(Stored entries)
╔══

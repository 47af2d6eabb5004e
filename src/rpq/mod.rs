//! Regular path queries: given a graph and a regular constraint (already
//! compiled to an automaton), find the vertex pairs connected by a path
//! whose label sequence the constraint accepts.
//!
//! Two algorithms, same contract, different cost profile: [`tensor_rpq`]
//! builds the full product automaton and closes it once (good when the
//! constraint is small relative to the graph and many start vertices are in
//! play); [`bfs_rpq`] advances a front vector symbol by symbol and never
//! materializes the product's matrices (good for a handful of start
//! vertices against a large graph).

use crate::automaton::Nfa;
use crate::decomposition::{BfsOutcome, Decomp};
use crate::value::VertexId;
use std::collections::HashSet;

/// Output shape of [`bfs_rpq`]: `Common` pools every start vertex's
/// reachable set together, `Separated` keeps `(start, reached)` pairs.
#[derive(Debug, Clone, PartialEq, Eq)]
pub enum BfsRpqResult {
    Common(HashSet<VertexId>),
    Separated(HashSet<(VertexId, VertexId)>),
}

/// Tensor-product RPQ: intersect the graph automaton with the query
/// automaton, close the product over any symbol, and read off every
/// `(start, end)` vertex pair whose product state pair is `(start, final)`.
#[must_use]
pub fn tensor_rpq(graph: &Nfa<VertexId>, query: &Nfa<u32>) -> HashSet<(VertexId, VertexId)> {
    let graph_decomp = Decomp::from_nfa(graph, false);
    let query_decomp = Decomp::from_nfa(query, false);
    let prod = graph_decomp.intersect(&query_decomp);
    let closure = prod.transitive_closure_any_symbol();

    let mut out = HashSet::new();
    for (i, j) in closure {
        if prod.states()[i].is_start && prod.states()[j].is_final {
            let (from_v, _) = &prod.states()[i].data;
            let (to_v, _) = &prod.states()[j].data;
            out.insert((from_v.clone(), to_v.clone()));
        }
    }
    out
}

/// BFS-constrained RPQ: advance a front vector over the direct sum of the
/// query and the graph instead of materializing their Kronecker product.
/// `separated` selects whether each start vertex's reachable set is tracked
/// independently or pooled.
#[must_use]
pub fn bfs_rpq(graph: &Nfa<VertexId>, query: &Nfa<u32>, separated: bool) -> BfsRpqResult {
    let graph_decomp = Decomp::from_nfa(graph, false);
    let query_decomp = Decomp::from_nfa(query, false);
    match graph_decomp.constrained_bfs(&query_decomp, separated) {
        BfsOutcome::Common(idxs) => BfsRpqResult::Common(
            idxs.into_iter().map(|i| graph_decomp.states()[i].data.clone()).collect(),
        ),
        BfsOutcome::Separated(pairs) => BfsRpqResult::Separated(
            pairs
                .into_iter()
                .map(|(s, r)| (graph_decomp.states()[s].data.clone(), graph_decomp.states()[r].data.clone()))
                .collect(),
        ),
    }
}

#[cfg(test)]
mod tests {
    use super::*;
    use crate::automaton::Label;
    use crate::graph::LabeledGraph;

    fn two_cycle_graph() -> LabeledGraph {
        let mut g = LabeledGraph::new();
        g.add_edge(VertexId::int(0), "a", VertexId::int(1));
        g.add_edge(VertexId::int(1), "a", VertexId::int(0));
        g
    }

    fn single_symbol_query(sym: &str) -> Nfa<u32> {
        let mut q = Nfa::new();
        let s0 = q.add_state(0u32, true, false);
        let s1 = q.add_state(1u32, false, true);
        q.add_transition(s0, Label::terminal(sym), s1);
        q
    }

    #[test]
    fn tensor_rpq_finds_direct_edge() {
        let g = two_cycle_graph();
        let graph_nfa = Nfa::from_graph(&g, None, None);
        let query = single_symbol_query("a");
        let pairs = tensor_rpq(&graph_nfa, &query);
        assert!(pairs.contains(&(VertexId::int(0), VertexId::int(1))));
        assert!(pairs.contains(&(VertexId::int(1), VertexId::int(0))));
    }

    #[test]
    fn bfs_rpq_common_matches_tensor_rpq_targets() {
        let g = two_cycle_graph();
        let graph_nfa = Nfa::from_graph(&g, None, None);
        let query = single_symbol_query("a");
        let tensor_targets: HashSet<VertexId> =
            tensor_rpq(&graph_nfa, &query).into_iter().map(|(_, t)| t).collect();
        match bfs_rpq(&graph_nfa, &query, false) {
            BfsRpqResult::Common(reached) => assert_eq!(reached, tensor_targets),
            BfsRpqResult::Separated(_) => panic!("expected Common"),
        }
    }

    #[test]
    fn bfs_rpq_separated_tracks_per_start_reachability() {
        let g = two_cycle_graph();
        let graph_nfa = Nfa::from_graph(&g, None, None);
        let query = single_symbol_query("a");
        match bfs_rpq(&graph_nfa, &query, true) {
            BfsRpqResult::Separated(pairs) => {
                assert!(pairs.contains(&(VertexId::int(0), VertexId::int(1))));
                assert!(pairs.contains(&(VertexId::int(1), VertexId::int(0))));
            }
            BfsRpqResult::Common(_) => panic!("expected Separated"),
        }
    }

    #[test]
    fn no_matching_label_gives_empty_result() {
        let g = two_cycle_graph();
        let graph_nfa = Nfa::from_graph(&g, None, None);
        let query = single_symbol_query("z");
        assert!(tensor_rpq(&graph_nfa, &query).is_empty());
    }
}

╚══

◆ YOUR OBJECTIVE: Reproduce every record above exactly as it is written.

◆ ANSWER SPACE:
repository 47af2d6eabb5004e
filename src/rpq/mod.rs
//! Regular path queries: given a graph and a regular constraint (already
//! compiled to an automaton), find the vertex pairs connected by a path
//! whose label sequence the constraint accepts.
//!
//! Two algorithms, same contract, different cost profile: [`tensor_rpq`]
//! builds the full product automaton and closes it once (good when the
//! constraint is small relative to the graph and many start vertices are in
//! play); [`bfs_rpq`] advances a front vector symbol by symbol and never
//! materializes the product's matrices (good for a handful of start
//! vertices against a large graph).

use crate::automaton::Nfa;
use crate::decomposition::{BfsOutcome, Decomp};
use crate::value::VertexId;
use std::collections::HashSet;

/// Output shape of [`bfs_rpq`]: `Common` pools every start vertex's
/// reachable set together, `Separated` keeps `(start, reached)` pairs.
#[derive(Debug, Clone, PartialEq, Eq)]
pub enum BfsRpqResult {
    Common(HashSet<VertexId>),
    Separated(HashSet<(VertexId, VertexId)>),
}

/// Tensor-product RPQ: intersect the graph automaton with the query
/// automaton, close the product over any symbol, and read off every
/// `(start, end)` vertex pair whose product state pair is `(start, final)`.
#[must_use]
pub fn tensor_rpq(graph: &Nfa<VertexId>, query: &Nfa<u32>) -> HashSet<(VertexId, VertexId)> {
    let graph_decomp = Decomp::from_nfa(graph, false);
    let query_decomp = Decomp::from_nfa(query, false);
    let prod = graph_decomp.intersect(&query_decomp);
    let closure = prod.transitive_closure_any_symbol();

    let mut out = HashSet::new();
    for (i, j) in closure {
        if prod.states()[i].is_start && prod.states()[j].is_final {
            let (from_v, _) = &prod.states()[i].data;
            let (to_v, _) = &prod.states()[j].data;
            out.insert((from_v.clone(), to_v.clone()));
        }
    }
    out
}

/// BFS-constrained RPQ: advance a front vector over the direct sum of the
/// query and the graph instead of materializing their Kronecker product.
/// `separated` selects whether each start vertex's reachable set is tracked
/// independently or pooled.
#[must_use]
pub fn bfs_rpq(graph: &Nfa<VertexId>, query: &Nfa<u32>, separated: bool) -> BfsRpqResult {
    let graph_decomp = Decomp::from_nfa(graph, false);
    let query_decomp = Decomp::from_nfa(query, false);
    match graph_decomp.constrained_bfs(&query_decomp, separated) {
        BfsOutcome::Common(idxs) => BfsRpqResult::Common(
            idxs.into_iter().map(|i| graph_decomp.states()[i].data.clone()).collect(),
        ),
        BfsOutcome::Separated(pairs) => BfsRpqResult::Separated(
            pairs
                .into_iter()
                .map(|(s, r)| (graph_decomp.states()[s].data.clone(), graph_decomp.states()[r].data.clone()))
                .collect(),
        ),
    }
}

#[cfg(test)]
mod tests {
    use super::*;
    use crate::automaton::Label;
    use crate::graph::LabeledGraph;

    fn two_cycle_graph() -> LabeledGraph {
        let mut g = LabeledGraph::new();
        g.add_edge(VertexId::int(0), "a", VertexId::int(1));
        g.add_edge(VertexId::int(1), "a", VertexId::int(0));
        g
    }

    fn single_symbol_query(sym: &str) -> Nfa<u32> {
        let mut q = Nfa::new();
        let s0 = q.add_state(0u32, true, false);
        let s1 = q.add_state(1u32, false, true);
        q.add_transition(s0, Label::terminal(sym), s1);
        q
    }

    #[test]
    fn tensor_rpq_finds_direct_edge() {
        let g = two_cycle_graph();
        let graph_nfa = Nfa::from_graph(&g, None, None);
        let query = single_symbol_query("a");
        let pairs = tensor_rpq(&graph_nfa, &query);
        assert!(pairs.contains(&(VertexId::int(0), VertexId::int(1))));
        assert!(pairs.contains(&(VertexId::int(1), VertexId::int(0))));
    }

    #[test]
    fn bfs_rpq_common_matches_tensor_rpq_targets() {
        let g = two_cycle_graph();
        let graph_nfa = Nfa::from_graph(&g, None, None);
        let query = single_symbol_query("a");
        let tensor_targets: HashSet<VertexId> =
            tensor_rpq(&graph_nfa, &query).into_iter().map(|(_, t)| t).collect();
        match bfs_rpq(&graph_nfa, &query, false) {
            BfsRpqResult::Common(reached) => assert_eq!(reached, tensor_targets),
            BfsRpqResult::Separated(_) => panic!("expected Common"),
        }
    }

    #[test]
    fn bfs_rpq_separated_tracks_per_start_reachability() {
        let g = two_cycle_graph();
        let graph_nfa = Nfa::from_graph(&g, None, None);
        let query = single_symbol_query("a");
        match bfs_rpq(&graph_nfa, &query, true) {
            BfsRpqResult::Separated(pairs) => {
                assert!(pairs.contains(&(VertexId::int(0), VertexId::int(1))));
                assert!(pairs.contains(&(VertexId::int(1), VertexId::int(0))));
            }
            BfsRpqResult::Common(_) => panic!("expected Separated"),
        }
    }

    #[test]
    fn no_matching_label_gives_empty_result() {
        let g = two_cycle_graph();
        let graph_nfa = Nfa::from_graph(&g, None, None);
        let query = single_symbol_query("z");
        assert!(tensor_rpq(&graph_nfa, &query).is_empty());
    }
}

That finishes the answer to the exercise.